■ **Task directions**
Nothing but the data below, returned exactly, should appear in the answer.

** Listed records follows **

//! Green tree construction helpers
//!
//! Replacements are expressed as owned green elements. These helpers build
//! them and move trivia around a detached subtree, which is how a
//! substituted node keeps the comments and whitespace of the node it
//! replaces.

use rowan::{GreenNode, GreenNodeData, GreenToken, GreenTokenData, Language, NodeOrToken};

use super::{GreenElement, KemptLanguage, SyntaxKind};
use crate::trivia::{TriviaKind, TriviaPiece};

/// Borrowed green child as handed out by `GreenNodeData::children`
pub type GreenElementRef<'a> = NodeOrToken<&'a GreenNodeData, &'a GreenTokenData>;

pub fn to_owned_element(element: GreenElementRef<'_>) -> GreenElement {
    match element {
        NodeOrToken::Node(node) => NodeOrToken::Node(node.to_owned()),
        NodeOrToken::Token(token) => NodeOrToken::Token(token.to_owned()),
    }
}

pub fn kind_of(element: GreenElementRef<'_>) -> SyntaxKind {
    let raw = match element {
        NodeOrToken::Node(node) => node.kind(),
        NodeOrToken::Token(token) => token.kind(),
    };
    KemptLanguage::kind_from_raw(raw)
}

pub fn token(kind: SyntaxKind, text: &str) -> GreenElement {
    NodeOrToken::Token(GreenToken::new(kind.into(), text))
}

pub fn node(kind: SyntaxKind, children: Vec<GreenElement>) -> GreenNode {
    GreenNode::new(kind.into(), children)
}

pub fn trivia_elements(trivia: &[TriviaPiece]) -> impl Iterator<Item = GreenElement> + '_ {
    trivia.iter().map(|piece| NodeOrToken::Token(piece.to_green()))
}

/// Source text of a green subtree
pub fn green_text(node: &GreenNodeData) -> String {
    let mut text = String::new();
    push_text(node, &mut text);
    text
}

pub fn element_text(element: &GreenElement) -> String {
    match element {
        NodeOrToken::Node(node) => green_text(node),
        NodeOrToken::Token(token) => token.text().to_string(),
    }
}

fn push_text(node: &GreenNodeData, text: &mut String) {
    for child in node.children() {
        match child {
            NodeOrToken::Node(child) => push_text(child, text),
            NodeOrToken::Token(token) => text.push_str(token.text()),
        }
    }
}

fn trivia_piece(element: GreenElementRef<'_>) -> Option<TriviaPiece> {
    match element {
        NodeOrToken::Token(token) => TriviaKind::from_syntax(kind_of(element))
            .map(|kind| TriviaPiece::new(kind, token.text())),
        NodeOrToken::Node(_) => None,
    }
}

/// Trivia preceding the first significant token of a subtree
pub fn leading_trivia_of(node: &GreenNodeData) -> Vec<TriviaPiece> {
    let mut trivia = Vec::new();
    for child in node.children() {
        match trivia_piece(child) {
            Some(piece) => trivia.push(piece),
            None => {
                if let NodeOrToken::Node(child) = child {
                    trivia.extend(leading_trivia_of(child));
                }
                break;
            }
        }
    }
    trivia
}

/// Trivia following the last significant token of a subtree
pub fn trailing_trivia_of(node: &GreenNodeData) -> Vec<TriviaPiece> {
    let mut trivia = Vec::new();
    for child in node.children().rev() {
        match trivia_piece(child) {
            Some(piece) => trivia.push(piece),
            None => {
                if let NodeOrToken::Node(child) = child {
                    let mut inner = trailing_trivia_of(child);
                    inner.reverse();
                    trivia.extend(inner);
                }
                break;
            }
        }
    }
    trivia.reverse();
    trivia
}

/// Copy of a subtree whose leading trivia is replaced by `trivia`
pub fn with_leading_trivia(node: &GreenNodeData, trivia: &[TriviaPiece]) -> GreenNode {
    let children: Vec<GreenElementRef<'_>> = node.children().collect();
    let first = children.iter().position(|child| trivia_piece(*child).is_none());

    let mut rebuilt: Vec<GreenElement> = Vec::with_capacity(children.len() + trivia.len());
    match first {
        None => rebuilt.extend(trivia_elements(trivia)),
        Some(index) => {
            match children[index] {
                NodeOrToken::Node(child) => {
                    rebuilt.push(NodeOrToken::Node(with_leading_trivia(child, trivia)));
                }
                NodeOrToken::Token(token) => {
                    rebuilt.extend(trivia_elements(trivia));
                    rebuilt.push(NodeOrToken::Token(token.to_owned()));
                }
            }
            rebuilt.extend(children[index + 1..].iter().copied().map(to_owned_element));
        }
    }
    GreenNode::new(node.kind(), rebuilt)
}

/// Copy of a subtree whose trailing trivia is replaced by `trivia`
pub fn with_trailing_trivia(node: &GreenNodeData, trivia: &[TriviaPiece]) -> GreenNode {
    let children: Vec<GreenElementRef<'_>> = node.children().collect();
    let last = children.iter().rposition(|child| trivia_piece(*child).is_none());

    let mut rebuilt: Vec<GreenElement> = Vec::with_capacity(children.len() + trivia.len());
    match last {
        None => rebuilt.extend(trivia_elements(trivia)),
        Some(index) => {
            rebuilt.extend(children[..index].iter().copied().map(to_owned_element));
            match children[index] {
                NodeOrToken::Node(child) => {
                    rebuilt.push(NodeOrToken::Node(with_trailing_trivia(child, trivia)));
                }
                NodeOrToken::Token(token) => {
                    rebuilt.push(NodeOrToken::Token(token.to_owned()));
                    rebuilt.extend(trivia_elements(trivia));
                }
            }
        }
    }
    GreenNode::new(node.kind(), rebuilt)
}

** End of Listed records **

■ **Reply**
//! Green tree construction helpers
//!
//! Replacements are expressed as owned green elements. These helpers build
//! them and move trivia around a detached subtree, which is how a
//! substituted node keeps the comments and whitespace of the node it
//! replaces.

use rowan::{GreenNode, GreenNodeData, GreenToken, GreenTokenData, Language, NodeOrToken};

use super::{GreenElement, KemptLanguage, SyntaxKind};
use crate::trivia::{TriviaKind, TriviaPiece};

/// Borrowed green child as handed out by `GreenNodeData::children`
pub type GreenElementRef<'a> = NodeOrToken<&'a GreenNodeData, &'a GreenTokenData>;

pub fn to_owned_element(element: GreenElementRef<'_>) -> GreenElement {
    match element {
        NodeOrToken::Node(node) => NodeOrToken::Node(node.to_owned()),
        NodeOrToken::Token(token) => NodeOrToken::Token(token.to_owned()),
    }
}

pub fn kind_of(element: GreenElementRef<'_>) -> SyntaxKind {
    let raw = match element {
        NodeOrToken::Node(node) => node.kind(),
        NodeOrToken::Token(token) => token.kind(),
    };
    KemptLanguage::kind_from_raw(raw)
}

pub fn token(kind: SyntaxKind, text: &str) -> GreenElement {
    NodeOrToken::Token(GreenToken::new(kind.into(), text))
}

pub fn node(kind: SyntaxKind, children: Vec<GreenElement>) -> GreenNode {
    GreenNode::new(kind.into(), children)
}

pub fn trivia_elements(trivia: &[TriviaPiece]) -> impl Iterator<Item = GreenElement> + '_ {
    trivia.iter().map(|piece| NodeOrToken::Token(piece.to_green()))
}

/// Source text of a green subtree
pub fn green_text(node: &GreenNodeData) -> String {
    let mut text = String::new();
    push_text(node, &mut text);
    text
}

pub fn element_text(element: &GreenElement) -> String {
    match element {
        NodeOrToken::Node(node) => green_text(node),
        NodeOrToken::Token(token) => token.text().to_string(),
    }
}

fn push_text(node: &GreenNodeData, text: &mut String) {
    for child in node.children() {
        match child {
            NodeOrToken::Node(child) => push_text(child, text),
            NodeOrToken::Token(token) => text.push_str(token.text()),
        }
    }
}

fn trivia_piece(element: GreenElementRef<'_>) -> Option<TriviaPiece> {
    match element {
        NodeOrToken::Token(token) => TriviaKind::from_syntax(kind_of(element))
            .map(|kind| TriviaPiece::new(kind, token.text())),
        NodeOrToken::Node(_) => None,
    }
}

/// Trivia preceding the first significant token of a subtree
pub fn leading_trivia_of(node: &GreenNodeData) -> Vec<TriviaPiece> {
    let mut trivia = Vec::new();
    for child in node.children() {
        match trivia_piece(child) {
            Some(piece) => trivia.push(piece),
            None => {
                if let NodeOrToken::Node(child) = child {
                    trivia.extend(leading_trivia_of(child));
                }
                break;
            }
        }
    }
    trivia
}

/// Trivia following the last significant token of a subtree
pub fn trailing_trivia_of(node: &GreenNodeData) -> Vec<TriviaPiece> {
    let mut trivia = Vec::new();
    for child in node.children().rev() {
        match trivia_piece(child) {
            Some(piece) => trivia.push(piece),
            None => {
                if let NodeOrToken::Node(child) = child {
                    let mut inner = trailing_trivia_of(child);
                    inner.reverse();
                    trivia.extend(inner);
                }
                break;
            }
        }
    }
    trivia.reverse();
    trivia
}

/// Copy of a subtree whose leading trivia is replaced by `trivia`
pub fn with_leading_trivia(node: &GreenNodeData, trivia: &[TriviaPiece]) -> GreenNode {
    let children: Vec<GreenElementRef<'_>> = node.children().collect();
    let first = children.iter().position(|child| trivia_piece(*child).is_none());

    let mut rebuilt: Vec<GreenElement> = Vec::with_capacity(children.len() + trivia.len());
    match first {
        None => rebuilt.extend(trivia_elements(trivia)),
        Some(index) => {
            match children[index] {
                NodeOrToken::Node(child) => {
                    rebuilt.push(NodeOrToken::Node(with_leading_trivia(child, trivia)));
                }
                NodeOrToken::Token(token) => {
                    rebuilt.extend(trivia_elements(trivia));
                    rebuilt.push(NodeOrToken::Token(token.to_owned()));
                }
            }
            rebuilt.extend(children[index + 1..].iter().copied().map(to_owned_element));
        }
    }
    GreenNode::new(node.kind(), rebuilt)
}

/// Copy of a subtree whose trailing trivia is replaced by `trivia`
pub fn with_trailing_trivia(node: &GreenNodeData, trivia: &[TriviaPiece]) -> GreenNode {
    let children: Vec<GreenElementRef<'_>> = node.children().collect();
    let last = children.iter().rposition(|child| trivia_piece(*child).is_none());

    let mut rebuilt: Vec<GreenElement> = Vec::with_capacity(children.len() + trivia.len());
    match last {
        None => rebuilt.extend(trivia_elements(trivia)),
        Some(index) => {
            rebuilt.extend(children[..index].iter().copied().map(to_owned_element));
            match children[index] {
                NodeOrToken::Node(child) => {
                    rebuilt.push(NodeOrToken::Node(with_trailing_trivia(child, trivia)));
                }
                NodeOrToken::Token(token) => {
                    rebuilt.push(NodeOrToken::Token(token.to_owned()));
                    rebuilt.extend(trivia_elements(trivia));
                }
            }
        }
    }
    GreenNode::new(node.kind(), rebuilt)
}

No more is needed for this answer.